I recently heard that all UNL administrative units are going to have to change their web pages to conform to the UNL template. In searching for information about the UNL template, I discovered that "accessibility" is one of the criteria for the template. This makes me wonder how "accessibility" is defined.
My understanding is that all new web development at the UNL and Unit levels after fall 2006 will be required to comply with UNL identity policies, which will be amended at that time to require that websites use the UNL site templates. This does not include pages at the Individual level, such as your personal faculty page and others at that level. A new generation of UNL site templates will be released at that time. They are currently being developed by a subgroup of the UNL Web Developer Network representing a wide range of colleges, departments and administrative units.
My daughter is legally blind, but she is able to read by holding her head close to the reading material. She is also colorblind. As a high school senior, she has been looking at a lot of college web sites. She finds the UNL web site to be one of the worst for her to use.
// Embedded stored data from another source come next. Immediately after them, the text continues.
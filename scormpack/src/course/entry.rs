//! A single course in the index.

use serde::{Deserialize, Serialize};

/// One course in an `index.json`.
///
/// `name` is the course directory's basename and the key of the index.
/// `path` is a percent-encoded URL of the entry document, relative to the
/// directory holding the index.
#[derive(Debug, Clone, PartialEq, Eq, Hash, Serialize, Deserialize)]
pub struct CourseEntry {
    /// Course directory name.
    pub name: String,
    /// Entry document URL relative to the index directory.
    pub path: String,
}

impl CourseEntry {
    /// Create a new entry.
    pub fn new(name: impl Into<String>, path: impl Into<String>) -> Self {
        Self {
            name: name.into(),
            path: path.into(),
        }
    }
}
//! Deterministic enumeration of the files that make up a course.

use std::fs;
use std::path::Path;

use glob::{MatchOptions, Pattern};
use tracing::debug;

use super::error::{ManifestError, ManifestResult};
use crate::MANIFEST_FILENAME;

/// Match options for exclusion patterns: `*` stays within one path segment.
const MATCH_OPTIONS: MatchOptions = MatchOptions {
    case_sensitive: true,
    require_literal_separator: true,
    require_literal_leading_dot: false,
};

/// Walks a course directory and lists its files as posix-relative paths.
///
/// Children of every directory are visited in name order, so the result only
/// depends on the tree's contents. The top-level manifest is never listed.
/// Extra exclusion patterns are matched against the relative path; an
/// excluded directory drops its whole subtree.
#[derive(Debug, Clone, Default)]
pub struct ResourceTree {
    excluding: Vec<Pattern>,
}

impl ResourceTree {
    /// A tree walker that excludes only the top-level manifest.
    pub fn new() -> Self {
        Self::default()
    }

    /// A tree walker that also excludes paths matching `patterns` (globs).
    pub fn excluding<I, S>(patterns: I) -> ManifestResult<Self>
    where
        I: IntoIterator<Item = S>,
        S: AsRef<str>,
    {
        let excluding = patterns
            .into_iter()
            .map(|p| {
                Pattern::new(p.as_ref()).map_err(|e| ManifestError::InvalidPattern {
                    pattern: p.as_ref().to_string(),
                    reason: e.msg.to_string(),
                })
            })
            .collect::<ManifestResult<Vec<_>>>()?;
        Ok(Self { excluding })
    }

    /// List every regular file under `course_path`.
    ///
    /// # Errors
    ///
    /// Returns [`ManifestError::NotADirectory`] if `course_path` is missing or
    /// not a directory, and [`ManifestError::ReadFailed`] if a directory
    /// cannot be listed.
    pub fn build(&self, course_path: &Path) -> ManifestResult<Vec<String>> {
        if !course_path.is_dir() {
            return Err(ManifestError::NotADirectory(course_path.to_path_buf()));
        }

        let mut files = Vec::new();
        self.walk(course_path, "", &mut files)?;
        debug!(
            course = %course_path.display(),
            files = files.len(),
            "Enumerated course resources"
        );
        Ok(files)
    }

    fn walk(&self, dir: &Path, prefix: &str, files: &mut Vec<String>) -> ManifestResult<()> {
        let read_failed = |e| ManifestError::ReadFailed {
            path: dir.to_path_buf(),
            source: e,
        };

        let mut children = fs::read_dir(dir)
            .map_err(read_failed)?
            .map(|entry| entry.map(|e| e.file_name()))
            .collect::<Result<Vec<_>, _>>()
            .map_err(read_failed)?;
        children.sort();

        for child in children {
            let name = child.to_string_lossy();
            let relative = if prefix.is_empty() {
                name.into_owned()
            } else {
                format!("{}/{}", prefix, name)
            };

            if self.is_excluded(&relative) {
                continue;
            }

            let path = dir.join(&child);
            if path.is_dir() {
                self.walk(&path, &relative, files)?;
            } else if path.is_file() {
                files.push(relative);
            }
        }
        Ok(())
    }

    fn is_excluded(&self, relative: &str) -> bool {
        relative == MANIFEST_FILENAME
            || self
                .excluding
                .iter()
                .any(|pattern| pattern.matches_with(relative, MATCH_OPTIONS))
    }
}
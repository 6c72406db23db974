//! scormpack - SCORM course packaging and indexing
//!
//! This library discovers SCORM courses in a directory tree, maintains the
//! `index.json` course index consumed by the player, generates SCORM 2004
//! manifests and merges several courses into one composite course.
//!
//! # Modules
//!
//! - [`course`]: course entries and the name-keyed [`course::CourseIndex`]
//! - [`manifest`]: manifest href resolution, resource enumeration and
//!   manifest generation
//! - [`composite`]: merging sub-courses into a composite course
//! - [`config`]: `~/.scormpack/config.ini` handling
//! - [`logging`]: tracing subscriber setup
//! - [`fsutil`]: recursive copy/remove helpers

pub mod composite;
pub mod config;
pub mod course;
pub mod fsutil;
pub mod logging;
pub mod manifest;

/// Filename of a SCORM manifest inside a course directory.
pub const MANIFEST_FILENAME: &str = "imsmanifest.xml";

/// Filename of the course index inside a courses directory.
pub const INDEX_FILENAME: &str = "index.json";
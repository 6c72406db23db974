//! Composite courses built from several SCORM sub-courses.
//!
//! # Layout
//!
//! ```text
//! composite/
//! ├── imsmanifest.xml      generated, covers every file below
//! ├── index.html           player shell (runtime asset)
//! ├── main.css, js/, ...   runtime assets
//! └── courses/
//!     ├── index.json       course index of the sub-courses
//!     ├── sub1/            copied sub-course
//!     └── sub2/
//! ```
//!
//! Running the assembly again with some of the same sub-courses refreshes
//! them in place and moves them to the end of the index; sub-courses not
//! named in the call are kept unless their directory was deleted.

mod assembler;
mod assets;
mod error;

pub use assembler::{AssemblySummary, CompositeAssembler};
pub use assets::{CompositeAssets, DEFAULT_ASSET_ITEMS};
pub use error::{CompositeError, CompositeResult};

/// Subdirectory of a composite holding its sub-courses and index.
pub const COURSES_DIR: &str = "courses";
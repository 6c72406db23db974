//! User configuration loaded from `~/.scormpack/config.ini`.
//!
//! # Example
//!
//! ```no_run
//! use scormpack::config::ConfigFile;
//!
//! let config = ConfigFile::load().unwrap();
//! println!("courses: {}", config.index.courses_dir.display());
//! ```

mod file;
mod parser;
mod settings;
mod writer;

pub use file::{config_directory, config_file_path, ConfigFileError};
pub use settings::{
    CompositeSettings, ConfigFile, IndexSettings, LoggingSettings, ManifestSettings,
    DEFAULT_ASSETS_DIR, DEFAULT_COURSES_DIR,
};
//! Error types for the manifest module.

use std::io;
use std::path::PathBuf;

use thiserror::Error;

/// Result type for manifest href resolution.
pub type ResolveResult<T> = Result<T, ResolveError>;

/// Result type for manifest generation.
pub type ManifestResult<T> = Result<T, ManifestError>;

/// Reasons a course directory could not be turned into an index entry.
///
/// Everything except [`ResolveError::MalformedManifest`] and
/// [`ResolveError::ReadFailed`] means "skip this course"; see
/// [`ResolveError::is_skip`].
#[derive(Debug, Error)]
pub enum ResolveError {
    /// The course directory has no `imsmanifest.xml`.
    #[error("no manifest in {}", .0.display())]
    NoManifest(PathBuf),

    /// The manifest exists but could not be read.
    #[error("failed to read {}: {source}", path.display())]
    ReadFailed { path: PathBuf, source: io::Error },

    /// The manifest is not well-formed XML.
    #[error("malformed manifest {}: {reason}", path.display())]
    MalformedManifest { path: PathBuf, reason: String },

    /// No `resources/resource` element in the content packaging namespace.
    #[error("course {} has no resource element", .0.display())]
    NoResourceElement(PathBuf),

    /// The resource element carries no `href`.
    #[error("course {} has no reference to an entry document", .0.display())]
    NoHref(PathBuf),

    /// The `href` has a scheme or network location.
    #[error("course {} references a non-relative entry '{href}'", path.display())]
    AbsoluteReference { path: PathBuf, href: String },

    /// The `href` resolves outside the course directory.
    #[error("course {} references '{href}' outside the course directory", path.display())]
    PathEscapesCourse { path: PathBuf, href: String },

    /// The entry document named by `href` does not exist.
    #[error("course {} is missing its entry document {}", path.display(), entry.display())]
    MissingEntryFile { path: PathBuf, entry: PathBuf },
}

impl ResolveError {
    /// Whether this outcome only excludes the course rather than aborting.
    pub fn is_skip(&self) -> bool {
        !matches!(
            self,
            ResolveError::MalformedManifest { .. } | ResolveError::ReadFailed { .. }
        )
    }
}

/// Errors raised while generating a manifest.
#[derive(Debug, Error)]
pub enum ManifestError {
    /// The course directory does not exist.
    #[error("cannot access course in {}", .0.display())]
    CourseNotFound(PathBuf),

    /// The entry document does not exist inside the course.
    #[error("cannot find entry document in {}", .0.display())]
    EntryNotFound(PathBuf),

    /// Resource enumeration was pointed at something that is not a directory.
    #[error("not a directory: {}", .0.display())]
    NotADirectory(PathBuf),

    /// An exclusion pattern could not be compiled.
    #[error("invalid exclusion pattern '{pattern}': {reason}")]
    InvalidPattern { pattern: String, reason: String },

    /// Failed to read a directory while enumerating resources.
    #[error("failed to read {}: {source}", path.display())]
    ReadFailed { path: PathBuf, source: io::Error },

    /// Failed to write the manifest file.
    #[error("failed to write {}: {source}", path.display())]
    WriteFailed { path: PathBuf, source: io::Error },

    /// XML serialization failed.
    #[error("failed to serialize manifest: {0}")]
    Xml(String),
}
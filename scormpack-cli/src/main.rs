//! scormpack CLI - Command-line interface
//!
//! Indexes course directories, writes SCORM manifests and assembles
//! composite courses. Command output goes to stdout, logs to stderr.

mod commands;
mod error;

use std::path::PathBuf;

use clap::Parser;
use scormpack::config::{config_file_path, ConfigFile};
use scormpack::logging::{init_logging, LogLevel};

use commands::Commands;
use error::CliError;

#[derive(Parser)]
#[command(name = "scormpack")]
#[command(version, about = "Index, manifest and merge SCORM course bundles", long_about = None)]
struct Cli {
    /// Configuration file (default: ~/.scormpack/config.ini)
    #[arg(long, global = true, value_name = "PATH")]
    config: Option<PathBuf>,

    /// Log at debug level
    #[arg(short, long, global = true)]
    verbose: bool,

    #[command(subcommand)]
    command: Commands,
}

fn main() {
    let cli = Cli::parse();

    if let Err(e) = run(cli) {
        e.exit();
    }
}

fn run(cli: Cli) -> Result<(), CliError> {
    let config_path = cli.config.unwrap_or_else(config_file_path);
    let config = ConfigFile::load_from(&config_path).map_err(|error| CliError::Config {
        path: config_path.clone(),
        error,
    })?;

    let level = if cli.verbose {
        LogLevel::Debug
    } else {
        config.logging.level
    };
    let _logging_guard = init_logging(level, config.logging.file.as_deref())
        .map_err(|e| CliError::LoggingInit(e.to_string()))?;

    tracing::debug!(config = %config_path.display(), "Loaded configuration");

    commands::run(cli.command, &config, &config_path)
}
The fonts used on the UNL web site are very small. Yes, she can make them bigger on her computer, but that also makes everything else bigger, which changes the layout and makes the page hard to navigate. The links, which are important, are smaller than the press releases, which are relatively less important. For a visually-impaired person, it is difficult just to locate the menus, much less to use them, because the eyes are naturally drawn to the press releases that appear in a larger font.
The biggest problem is the lack of contrast in the color scheme. Some of the menu items are light gray on dark gray or dark gray on light gray. When my daughter looks at these, she cannot tell that there are any words written there. If they had been red on light grey, for example, they would have been readable. As they are, she has to have someone else control the computer when she navigates the UNL site. The UNL web site is not accessible for her.
We will take these issues into account in the redevelopment process.
Acceptable contrast of colors, under Web Content Accessibility Guidelines, is determined by an algorithm, as follows (this algorithm is still published as a draft proposal, but it has been unchanged since April of 2000):
Color brightness is determined by the following formula:
((red value X 299) + (green value X 587) + (blue value X 114)) / 1000
Note: This algorithm is taken from a formula for converting RGB values to YIQ values. This brightness value gives a perceived brightness for a color.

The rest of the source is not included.